# [EXERCISE INSTRUCTIONS]
Look through the entries below. Report each line that has the word "MutexGuard" in it.

Saved data entries:
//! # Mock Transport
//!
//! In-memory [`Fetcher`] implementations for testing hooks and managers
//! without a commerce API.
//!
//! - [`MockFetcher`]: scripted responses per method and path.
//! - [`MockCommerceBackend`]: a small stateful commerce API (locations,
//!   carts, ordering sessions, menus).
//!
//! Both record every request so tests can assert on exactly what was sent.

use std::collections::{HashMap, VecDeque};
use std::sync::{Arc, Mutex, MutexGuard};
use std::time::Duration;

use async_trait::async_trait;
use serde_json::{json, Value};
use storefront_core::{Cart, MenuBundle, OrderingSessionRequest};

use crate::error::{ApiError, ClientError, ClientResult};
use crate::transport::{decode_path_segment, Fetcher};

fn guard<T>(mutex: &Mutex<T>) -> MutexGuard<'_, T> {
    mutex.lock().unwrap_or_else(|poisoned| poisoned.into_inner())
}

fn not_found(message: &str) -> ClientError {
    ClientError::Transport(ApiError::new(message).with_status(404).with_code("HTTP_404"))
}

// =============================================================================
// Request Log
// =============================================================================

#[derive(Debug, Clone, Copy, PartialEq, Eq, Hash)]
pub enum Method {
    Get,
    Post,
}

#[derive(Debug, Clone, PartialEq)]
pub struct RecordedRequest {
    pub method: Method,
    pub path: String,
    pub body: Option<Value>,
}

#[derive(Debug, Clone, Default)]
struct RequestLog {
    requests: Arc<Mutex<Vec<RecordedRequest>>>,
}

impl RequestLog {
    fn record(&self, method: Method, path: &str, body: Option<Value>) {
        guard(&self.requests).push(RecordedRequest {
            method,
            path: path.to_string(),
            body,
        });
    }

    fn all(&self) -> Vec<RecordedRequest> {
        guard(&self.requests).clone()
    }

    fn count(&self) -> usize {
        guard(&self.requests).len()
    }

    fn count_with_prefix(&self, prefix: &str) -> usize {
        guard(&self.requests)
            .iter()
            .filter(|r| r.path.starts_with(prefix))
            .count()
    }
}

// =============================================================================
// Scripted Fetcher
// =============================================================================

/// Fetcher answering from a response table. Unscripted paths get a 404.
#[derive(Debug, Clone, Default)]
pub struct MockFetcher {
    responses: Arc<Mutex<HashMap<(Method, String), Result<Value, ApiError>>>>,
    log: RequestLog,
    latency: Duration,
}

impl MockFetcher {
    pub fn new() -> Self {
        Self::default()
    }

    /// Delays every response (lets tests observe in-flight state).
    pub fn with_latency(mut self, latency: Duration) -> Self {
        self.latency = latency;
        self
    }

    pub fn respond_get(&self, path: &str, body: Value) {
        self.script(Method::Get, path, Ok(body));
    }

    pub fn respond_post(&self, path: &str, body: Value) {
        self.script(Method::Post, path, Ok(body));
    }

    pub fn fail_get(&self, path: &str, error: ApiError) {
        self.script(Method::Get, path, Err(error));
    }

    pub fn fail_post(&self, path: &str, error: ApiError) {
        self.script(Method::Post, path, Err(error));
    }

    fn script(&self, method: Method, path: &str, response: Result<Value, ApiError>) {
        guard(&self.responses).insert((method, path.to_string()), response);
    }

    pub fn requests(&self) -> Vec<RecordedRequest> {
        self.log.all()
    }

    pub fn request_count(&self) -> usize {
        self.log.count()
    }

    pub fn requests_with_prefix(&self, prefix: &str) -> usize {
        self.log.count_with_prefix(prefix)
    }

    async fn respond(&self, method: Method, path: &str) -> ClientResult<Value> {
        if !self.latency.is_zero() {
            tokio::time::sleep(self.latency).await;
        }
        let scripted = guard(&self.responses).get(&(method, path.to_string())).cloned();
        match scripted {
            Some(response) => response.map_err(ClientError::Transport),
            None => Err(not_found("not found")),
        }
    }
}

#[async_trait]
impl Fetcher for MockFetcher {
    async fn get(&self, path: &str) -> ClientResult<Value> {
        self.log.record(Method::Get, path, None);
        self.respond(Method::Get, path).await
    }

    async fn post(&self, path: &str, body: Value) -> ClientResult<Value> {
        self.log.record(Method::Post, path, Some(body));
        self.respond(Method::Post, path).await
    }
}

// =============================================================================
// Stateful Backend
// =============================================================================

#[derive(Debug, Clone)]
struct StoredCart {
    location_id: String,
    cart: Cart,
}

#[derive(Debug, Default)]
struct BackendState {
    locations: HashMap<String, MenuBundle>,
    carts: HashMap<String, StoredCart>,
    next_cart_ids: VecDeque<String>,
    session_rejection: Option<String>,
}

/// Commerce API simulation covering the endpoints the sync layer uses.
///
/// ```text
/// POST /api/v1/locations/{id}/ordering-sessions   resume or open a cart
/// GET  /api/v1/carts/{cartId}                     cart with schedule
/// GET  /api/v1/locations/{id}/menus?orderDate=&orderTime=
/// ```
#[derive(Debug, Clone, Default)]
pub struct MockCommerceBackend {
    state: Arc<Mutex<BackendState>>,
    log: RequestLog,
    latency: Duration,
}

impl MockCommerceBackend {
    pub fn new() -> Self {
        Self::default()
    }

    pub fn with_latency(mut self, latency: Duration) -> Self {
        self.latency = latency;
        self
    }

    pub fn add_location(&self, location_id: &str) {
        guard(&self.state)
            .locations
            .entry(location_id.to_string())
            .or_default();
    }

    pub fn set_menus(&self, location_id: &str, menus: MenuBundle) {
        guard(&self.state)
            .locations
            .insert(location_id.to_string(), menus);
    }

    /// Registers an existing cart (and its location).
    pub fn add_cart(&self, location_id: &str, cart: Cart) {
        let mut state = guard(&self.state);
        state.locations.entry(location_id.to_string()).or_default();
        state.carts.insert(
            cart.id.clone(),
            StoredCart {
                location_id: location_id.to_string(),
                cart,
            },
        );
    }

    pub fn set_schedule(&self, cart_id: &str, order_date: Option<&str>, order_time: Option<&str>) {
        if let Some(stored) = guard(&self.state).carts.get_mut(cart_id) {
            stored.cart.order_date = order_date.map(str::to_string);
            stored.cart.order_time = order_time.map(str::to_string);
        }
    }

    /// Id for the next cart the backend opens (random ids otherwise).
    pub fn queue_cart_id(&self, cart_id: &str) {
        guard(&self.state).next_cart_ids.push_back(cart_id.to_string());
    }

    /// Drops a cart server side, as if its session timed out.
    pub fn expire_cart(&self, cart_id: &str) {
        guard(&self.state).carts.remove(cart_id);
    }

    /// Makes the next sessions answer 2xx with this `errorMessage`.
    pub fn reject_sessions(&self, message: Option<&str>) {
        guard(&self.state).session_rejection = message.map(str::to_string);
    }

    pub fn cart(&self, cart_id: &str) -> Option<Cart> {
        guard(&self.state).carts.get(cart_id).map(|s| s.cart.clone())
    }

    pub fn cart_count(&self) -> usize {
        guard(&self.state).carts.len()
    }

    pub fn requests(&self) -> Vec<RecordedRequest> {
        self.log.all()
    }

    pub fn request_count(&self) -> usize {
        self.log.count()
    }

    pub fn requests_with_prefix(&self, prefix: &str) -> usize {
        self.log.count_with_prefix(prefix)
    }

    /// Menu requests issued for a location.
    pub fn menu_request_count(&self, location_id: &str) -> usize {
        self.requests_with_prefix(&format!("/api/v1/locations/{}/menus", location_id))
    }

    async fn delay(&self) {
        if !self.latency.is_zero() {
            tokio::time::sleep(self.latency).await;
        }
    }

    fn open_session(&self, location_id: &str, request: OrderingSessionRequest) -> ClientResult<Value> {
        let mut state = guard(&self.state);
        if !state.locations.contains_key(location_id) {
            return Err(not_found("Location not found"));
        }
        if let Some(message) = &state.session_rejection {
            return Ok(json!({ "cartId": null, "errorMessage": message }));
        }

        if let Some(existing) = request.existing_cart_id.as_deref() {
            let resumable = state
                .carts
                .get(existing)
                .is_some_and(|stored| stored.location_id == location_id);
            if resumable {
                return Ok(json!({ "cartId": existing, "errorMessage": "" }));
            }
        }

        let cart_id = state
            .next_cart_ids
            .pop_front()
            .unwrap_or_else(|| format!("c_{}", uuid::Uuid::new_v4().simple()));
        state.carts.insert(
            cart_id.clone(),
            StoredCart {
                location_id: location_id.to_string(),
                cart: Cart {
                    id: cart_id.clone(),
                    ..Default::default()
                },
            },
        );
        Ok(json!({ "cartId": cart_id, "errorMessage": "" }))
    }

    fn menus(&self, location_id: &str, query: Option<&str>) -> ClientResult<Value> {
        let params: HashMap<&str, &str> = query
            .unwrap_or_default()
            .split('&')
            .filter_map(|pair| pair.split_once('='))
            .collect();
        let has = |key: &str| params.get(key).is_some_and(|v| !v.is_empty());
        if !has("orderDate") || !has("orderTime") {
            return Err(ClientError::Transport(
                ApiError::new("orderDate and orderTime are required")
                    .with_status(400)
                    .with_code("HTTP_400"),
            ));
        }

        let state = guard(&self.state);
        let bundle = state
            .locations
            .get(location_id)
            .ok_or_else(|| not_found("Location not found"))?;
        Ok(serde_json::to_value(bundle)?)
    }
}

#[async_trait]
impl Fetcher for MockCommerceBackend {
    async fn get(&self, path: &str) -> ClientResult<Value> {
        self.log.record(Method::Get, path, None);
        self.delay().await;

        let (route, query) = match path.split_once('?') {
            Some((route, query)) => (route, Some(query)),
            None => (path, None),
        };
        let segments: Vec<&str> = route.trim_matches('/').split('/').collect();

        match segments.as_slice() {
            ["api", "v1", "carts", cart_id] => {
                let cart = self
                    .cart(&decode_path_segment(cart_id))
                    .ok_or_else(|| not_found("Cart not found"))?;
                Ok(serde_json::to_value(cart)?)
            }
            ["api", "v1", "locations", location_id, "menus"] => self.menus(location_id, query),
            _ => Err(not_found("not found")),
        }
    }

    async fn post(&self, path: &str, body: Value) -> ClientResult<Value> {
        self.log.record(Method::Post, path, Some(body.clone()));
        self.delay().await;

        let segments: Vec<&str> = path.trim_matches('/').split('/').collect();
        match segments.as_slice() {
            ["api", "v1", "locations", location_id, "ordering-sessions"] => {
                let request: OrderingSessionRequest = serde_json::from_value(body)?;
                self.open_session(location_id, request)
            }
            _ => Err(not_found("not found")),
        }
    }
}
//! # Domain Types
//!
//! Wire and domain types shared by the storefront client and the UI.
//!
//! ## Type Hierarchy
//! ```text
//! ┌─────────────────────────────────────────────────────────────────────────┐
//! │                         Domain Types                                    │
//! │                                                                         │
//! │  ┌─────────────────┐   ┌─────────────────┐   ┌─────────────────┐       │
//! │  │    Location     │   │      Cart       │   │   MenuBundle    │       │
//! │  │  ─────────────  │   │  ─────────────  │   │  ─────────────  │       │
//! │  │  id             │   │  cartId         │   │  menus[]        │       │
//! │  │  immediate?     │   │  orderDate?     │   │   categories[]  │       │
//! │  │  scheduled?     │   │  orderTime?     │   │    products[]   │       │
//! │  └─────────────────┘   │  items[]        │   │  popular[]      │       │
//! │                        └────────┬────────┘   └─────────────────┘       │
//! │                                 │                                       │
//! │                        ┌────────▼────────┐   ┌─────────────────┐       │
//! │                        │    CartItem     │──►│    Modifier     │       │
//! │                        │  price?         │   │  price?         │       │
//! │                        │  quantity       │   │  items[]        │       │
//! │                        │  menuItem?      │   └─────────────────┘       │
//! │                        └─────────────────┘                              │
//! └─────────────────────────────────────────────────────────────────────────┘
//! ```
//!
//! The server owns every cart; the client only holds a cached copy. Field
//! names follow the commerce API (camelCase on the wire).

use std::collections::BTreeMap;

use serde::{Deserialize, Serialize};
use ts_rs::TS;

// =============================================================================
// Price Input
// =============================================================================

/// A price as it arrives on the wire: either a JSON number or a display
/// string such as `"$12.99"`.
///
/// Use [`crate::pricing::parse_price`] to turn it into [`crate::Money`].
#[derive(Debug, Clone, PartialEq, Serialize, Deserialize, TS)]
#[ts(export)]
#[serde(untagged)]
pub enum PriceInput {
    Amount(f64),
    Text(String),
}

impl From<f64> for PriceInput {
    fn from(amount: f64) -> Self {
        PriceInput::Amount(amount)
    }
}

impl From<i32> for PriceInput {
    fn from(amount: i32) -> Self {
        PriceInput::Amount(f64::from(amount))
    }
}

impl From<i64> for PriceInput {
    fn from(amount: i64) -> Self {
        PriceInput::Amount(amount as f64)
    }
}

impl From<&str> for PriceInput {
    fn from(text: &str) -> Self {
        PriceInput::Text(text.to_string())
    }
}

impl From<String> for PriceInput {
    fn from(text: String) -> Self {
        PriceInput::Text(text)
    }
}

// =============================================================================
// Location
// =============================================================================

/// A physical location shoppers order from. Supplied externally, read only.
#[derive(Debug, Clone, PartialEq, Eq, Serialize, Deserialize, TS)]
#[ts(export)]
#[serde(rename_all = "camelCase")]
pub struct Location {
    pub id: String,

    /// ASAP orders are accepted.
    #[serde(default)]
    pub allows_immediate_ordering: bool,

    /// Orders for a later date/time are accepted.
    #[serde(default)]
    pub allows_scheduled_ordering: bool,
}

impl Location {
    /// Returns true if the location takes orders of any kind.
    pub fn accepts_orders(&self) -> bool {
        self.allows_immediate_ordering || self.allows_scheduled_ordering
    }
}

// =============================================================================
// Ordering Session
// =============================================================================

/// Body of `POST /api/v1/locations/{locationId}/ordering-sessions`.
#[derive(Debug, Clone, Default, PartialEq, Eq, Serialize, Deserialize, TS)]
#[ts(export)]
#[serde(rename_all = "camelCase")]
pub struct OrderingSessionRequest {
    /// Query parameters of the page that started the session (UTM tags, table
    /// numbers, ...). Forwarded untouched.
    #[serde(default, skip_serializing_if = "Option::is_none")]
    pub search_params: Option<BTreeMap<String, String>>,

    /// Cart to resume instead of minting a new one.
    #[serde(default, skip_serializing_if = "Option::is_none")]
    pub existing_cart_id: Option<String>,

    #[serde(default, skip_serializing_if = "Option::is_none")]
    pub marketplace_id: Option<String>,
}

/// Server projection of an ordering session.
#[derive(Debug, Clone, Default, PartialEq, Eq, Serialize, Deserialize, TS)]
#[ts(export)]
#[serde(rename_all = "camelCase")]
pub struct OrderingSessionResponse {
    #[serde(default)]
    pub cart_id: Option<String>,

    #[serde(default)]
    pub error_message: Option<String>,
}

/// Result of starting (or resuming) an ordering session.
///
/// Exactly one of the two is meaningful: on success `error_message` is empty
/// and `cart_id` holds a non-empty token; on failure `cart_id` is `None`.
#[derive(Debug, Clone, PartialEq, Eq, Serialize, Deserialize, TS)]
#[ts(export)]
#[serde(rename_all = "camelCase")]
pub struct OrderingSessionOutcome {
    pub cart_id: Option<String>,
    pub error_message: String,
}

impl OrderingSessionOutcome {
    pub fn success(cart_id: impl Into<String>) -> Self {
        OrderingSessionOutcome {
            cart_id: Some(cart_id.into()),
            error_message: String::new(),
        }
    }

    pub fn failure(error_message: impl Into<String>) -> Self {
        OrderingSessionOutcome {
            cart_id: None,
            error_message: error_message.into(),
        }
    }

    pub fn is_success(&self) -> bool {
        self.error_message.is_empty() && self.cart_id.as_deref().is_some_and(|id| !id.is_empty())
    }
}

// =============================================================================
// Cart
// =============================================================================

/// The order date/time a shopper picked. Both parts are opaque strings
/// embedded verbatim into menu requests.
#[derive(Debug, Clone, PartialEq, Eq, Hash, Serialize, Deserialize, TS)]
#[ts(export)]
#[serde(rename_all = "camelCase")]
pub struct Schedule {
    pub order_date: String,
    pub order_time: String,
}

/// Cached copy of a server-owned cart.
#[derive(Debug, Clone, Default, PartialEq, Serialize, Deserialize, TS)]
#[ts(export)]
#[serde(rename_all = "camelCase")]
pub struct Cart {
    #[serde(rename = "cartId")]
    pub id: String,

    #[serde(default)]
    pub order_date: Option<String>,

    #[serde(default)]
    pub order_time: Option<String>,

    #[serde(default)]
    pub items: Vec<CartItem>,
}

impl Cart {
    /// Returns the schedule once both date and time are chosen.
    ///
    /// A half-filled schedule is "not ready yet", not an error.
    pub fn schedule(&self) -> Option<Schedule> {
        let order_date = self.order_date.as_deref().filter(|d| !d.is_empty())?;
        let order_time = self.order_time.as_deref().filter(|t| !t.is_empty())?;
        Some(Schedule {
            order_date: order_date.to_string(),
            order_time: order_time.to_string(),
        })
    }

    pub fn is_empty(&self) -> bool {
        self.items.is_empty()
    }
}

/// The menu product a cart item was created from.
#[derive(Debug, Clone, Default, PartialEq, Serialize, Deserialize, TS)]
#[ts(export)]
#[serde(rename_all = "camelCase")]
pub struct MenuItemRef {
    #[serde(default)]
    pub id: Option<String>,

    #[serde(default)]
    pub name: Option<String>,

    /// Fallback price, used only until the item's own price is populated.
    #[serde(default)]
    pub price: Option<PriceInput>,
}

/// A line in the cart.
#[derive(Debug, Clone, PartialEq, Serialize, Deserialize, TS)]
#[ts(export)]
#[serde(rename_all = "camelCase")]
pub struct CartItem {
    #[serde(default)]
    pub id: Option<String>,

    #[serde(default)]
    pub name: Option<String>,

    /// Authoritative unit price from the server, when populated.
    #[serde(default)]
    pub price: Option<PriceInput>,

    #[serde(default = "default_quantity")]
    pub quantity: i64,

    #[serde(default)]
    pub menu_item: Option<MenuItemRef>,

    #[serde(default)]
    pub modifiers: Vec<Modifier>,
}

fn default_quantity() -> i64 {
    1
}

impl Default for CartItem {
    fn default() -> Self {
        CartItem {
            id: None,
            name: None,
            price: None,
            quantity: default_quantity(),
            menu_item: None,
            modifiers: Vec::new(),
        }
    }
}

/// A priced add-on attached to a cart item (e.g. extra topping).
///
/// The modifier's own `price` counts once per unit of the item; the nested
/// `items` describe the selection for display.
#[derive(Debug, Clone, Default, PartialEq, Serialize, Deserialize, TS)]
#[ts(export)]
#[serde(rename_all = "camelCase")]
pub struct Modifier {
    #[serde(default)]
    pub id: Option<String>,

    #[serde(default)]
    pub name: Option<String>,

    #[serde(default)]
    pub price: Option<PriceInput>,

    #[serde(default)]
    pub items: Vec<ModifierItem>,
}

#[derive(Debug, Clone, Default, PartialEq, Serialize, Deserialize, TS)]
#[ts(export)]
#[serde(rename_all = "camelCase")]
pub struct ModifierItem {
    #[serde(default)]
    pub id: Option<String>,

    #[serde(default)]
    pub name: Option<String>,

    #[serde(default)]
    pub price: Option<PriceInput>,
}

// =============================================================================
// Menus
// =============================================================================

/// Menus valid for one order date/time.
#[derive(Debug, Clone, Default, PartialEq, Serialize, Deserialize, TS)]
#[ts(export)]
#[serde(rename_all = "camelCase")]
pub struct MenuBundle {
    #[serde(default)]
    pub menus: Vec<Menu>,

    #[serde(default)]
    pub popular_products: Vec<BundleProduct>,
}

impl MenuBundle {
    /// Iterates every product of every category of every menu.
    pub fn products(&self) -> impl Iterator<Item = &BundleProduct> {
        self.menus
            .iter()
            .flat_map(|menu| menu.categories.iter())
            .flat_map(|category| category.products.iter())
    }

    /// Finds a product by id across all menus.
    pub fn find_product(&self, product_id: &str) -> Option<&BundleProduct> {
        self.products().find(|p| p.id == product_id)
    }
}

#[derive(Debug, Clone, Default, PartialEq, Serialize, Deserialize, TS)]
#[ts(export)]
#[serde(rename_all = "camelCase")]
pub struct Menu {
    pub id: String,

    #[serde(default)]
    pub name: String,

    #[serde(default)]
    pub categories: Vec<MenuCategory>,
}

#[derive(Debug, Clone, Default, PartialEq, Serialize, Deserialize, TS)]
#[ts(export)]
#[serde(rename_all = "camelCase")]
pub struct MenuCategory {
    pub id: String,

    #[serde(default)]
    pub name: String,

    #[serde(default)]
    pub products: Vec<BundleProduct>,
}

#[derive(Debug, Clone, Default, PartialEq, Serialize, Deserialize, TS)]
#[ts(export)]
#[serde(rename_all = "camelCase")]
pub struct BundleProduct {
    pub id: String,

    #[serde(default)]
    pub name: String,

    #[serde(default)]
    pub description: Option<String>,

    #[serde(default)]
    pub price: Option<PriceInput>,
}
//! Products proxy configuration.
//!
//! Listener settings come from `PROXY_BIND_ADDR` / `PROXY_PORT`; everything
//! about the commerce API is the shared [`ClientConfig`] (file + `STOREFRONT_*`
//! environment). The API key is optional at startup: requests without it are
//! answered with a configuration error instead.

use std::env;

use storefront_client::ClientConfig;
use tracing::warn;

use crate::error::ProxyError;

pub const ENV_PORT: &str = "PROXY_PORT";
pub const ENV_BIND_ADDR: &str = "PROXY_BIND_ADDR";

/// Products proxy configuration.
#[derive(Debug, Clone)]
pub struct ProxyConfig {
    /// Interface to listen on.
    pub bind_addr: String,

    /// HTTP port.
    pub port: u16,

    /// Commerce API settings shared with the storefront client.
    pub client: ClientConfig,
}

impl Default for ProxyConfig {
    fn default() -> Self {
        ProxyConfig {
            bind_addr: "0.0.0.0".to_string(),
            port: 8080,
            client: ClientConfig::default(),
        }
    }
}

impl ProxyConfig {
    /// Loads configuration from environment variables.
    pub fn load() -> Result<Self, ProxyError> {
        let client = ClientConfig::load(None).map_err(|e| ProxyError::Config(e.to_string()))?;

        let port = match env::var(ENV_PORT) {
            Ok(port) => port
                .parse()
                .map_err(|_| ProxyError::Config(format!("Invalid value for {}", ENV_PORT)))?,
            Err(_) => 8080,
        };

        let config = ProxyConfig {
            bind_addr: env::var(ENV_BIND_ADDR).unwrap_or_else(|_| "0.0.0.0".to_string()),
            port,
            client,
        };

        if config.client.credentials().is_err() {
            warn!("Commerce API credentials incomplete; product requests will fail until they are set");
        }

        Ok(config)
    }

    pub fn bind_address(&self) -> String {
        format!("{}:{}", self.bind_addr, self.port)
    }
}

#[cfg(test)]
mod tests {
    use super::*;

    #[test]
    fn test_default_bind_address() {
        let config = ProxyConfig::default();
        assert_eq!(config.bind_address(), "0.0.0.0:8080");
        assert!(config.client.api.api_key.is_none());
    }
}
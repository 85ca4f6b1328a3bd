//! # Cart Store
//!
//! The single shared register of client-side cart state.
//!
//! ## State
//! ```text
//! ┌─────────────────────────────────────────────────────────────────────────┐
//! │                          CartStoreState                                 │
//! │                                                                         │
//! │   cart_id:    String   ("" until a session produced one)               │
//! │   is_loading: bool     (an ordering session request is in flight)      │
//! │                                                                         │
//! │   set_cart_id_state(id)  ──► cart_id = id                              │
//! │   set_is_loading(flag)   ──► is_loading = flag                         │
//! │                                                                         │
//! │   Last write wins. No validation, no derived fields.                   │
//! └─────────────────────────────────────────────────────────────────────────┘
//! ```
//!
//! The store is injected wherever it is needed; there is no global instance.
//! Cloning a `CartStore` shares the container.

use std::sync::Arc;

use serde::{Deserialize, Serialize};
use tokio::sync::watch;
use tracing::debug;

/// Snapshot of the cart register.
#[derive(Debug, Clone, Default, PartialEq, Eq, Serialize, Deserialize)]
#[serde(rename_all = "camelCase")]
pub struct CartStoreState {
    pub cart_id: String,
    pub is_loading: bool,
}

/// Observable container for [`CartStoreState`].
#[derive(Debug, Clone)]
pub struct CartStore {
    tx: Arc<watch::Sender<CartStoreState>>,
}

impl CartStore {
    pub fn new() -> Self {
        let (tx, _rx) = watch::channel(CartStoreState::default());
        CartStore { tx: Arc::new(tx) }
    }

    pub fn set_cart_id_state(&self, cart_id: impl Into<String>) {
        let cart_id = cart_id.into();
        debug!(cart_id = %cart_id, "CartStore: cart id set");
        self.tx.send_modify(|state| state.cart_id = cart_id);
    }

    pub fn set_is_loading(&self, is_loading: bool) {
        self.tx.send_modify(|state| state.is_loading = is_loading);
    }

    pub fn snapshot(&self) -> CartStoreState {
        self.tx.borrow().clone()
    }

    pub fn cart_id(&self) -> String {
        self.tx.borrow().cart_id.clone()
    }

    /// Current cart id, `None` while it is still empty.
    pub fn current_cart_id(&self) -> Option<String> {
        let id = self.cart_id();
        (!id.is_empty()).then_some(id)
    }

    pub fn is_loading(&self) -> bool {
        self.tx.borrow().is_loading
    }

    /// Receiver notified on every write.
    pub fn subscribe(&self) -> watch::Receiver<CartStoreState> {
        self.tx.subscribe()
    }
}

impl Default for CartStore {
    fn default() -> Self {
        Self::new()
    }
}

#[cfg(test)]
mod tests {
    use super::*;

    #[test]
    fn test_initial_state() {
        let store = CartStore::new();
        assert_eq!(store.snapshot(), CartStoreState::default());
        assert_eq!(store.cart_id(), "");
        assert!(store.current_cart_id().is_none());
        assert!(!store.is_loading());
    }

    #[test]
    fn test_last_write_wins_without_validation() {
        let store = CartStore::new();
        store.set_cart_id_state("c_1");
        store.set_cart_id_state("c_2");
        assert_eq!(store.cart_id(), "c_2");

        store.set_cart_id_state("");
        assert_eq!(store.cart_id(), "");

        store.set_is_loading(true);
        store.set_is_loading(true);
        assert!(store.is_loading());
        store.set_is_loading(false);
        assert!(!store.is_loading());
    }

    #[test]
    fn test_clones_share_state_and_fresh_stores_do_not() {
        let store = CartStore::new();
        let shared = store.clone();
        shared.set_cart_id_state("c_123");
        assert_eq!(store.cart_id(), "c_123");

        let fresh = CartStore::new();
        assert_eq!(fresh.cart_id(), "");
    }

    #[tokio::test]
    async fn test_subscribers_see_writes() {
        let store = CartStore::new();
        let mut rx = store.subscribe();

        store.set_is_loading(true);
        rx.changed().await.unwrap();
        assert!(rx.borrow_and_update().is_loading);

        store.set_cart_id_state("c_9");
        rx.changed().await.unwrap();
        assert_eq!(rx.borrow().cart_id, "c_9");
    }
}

# [SOLUTION TO THIS TASK]
use std::sync::{Arc, Mutex, MutexGuard};
fn guard<T>(mutex: &Mutex<T>) -> MutexGuard<'_, T> {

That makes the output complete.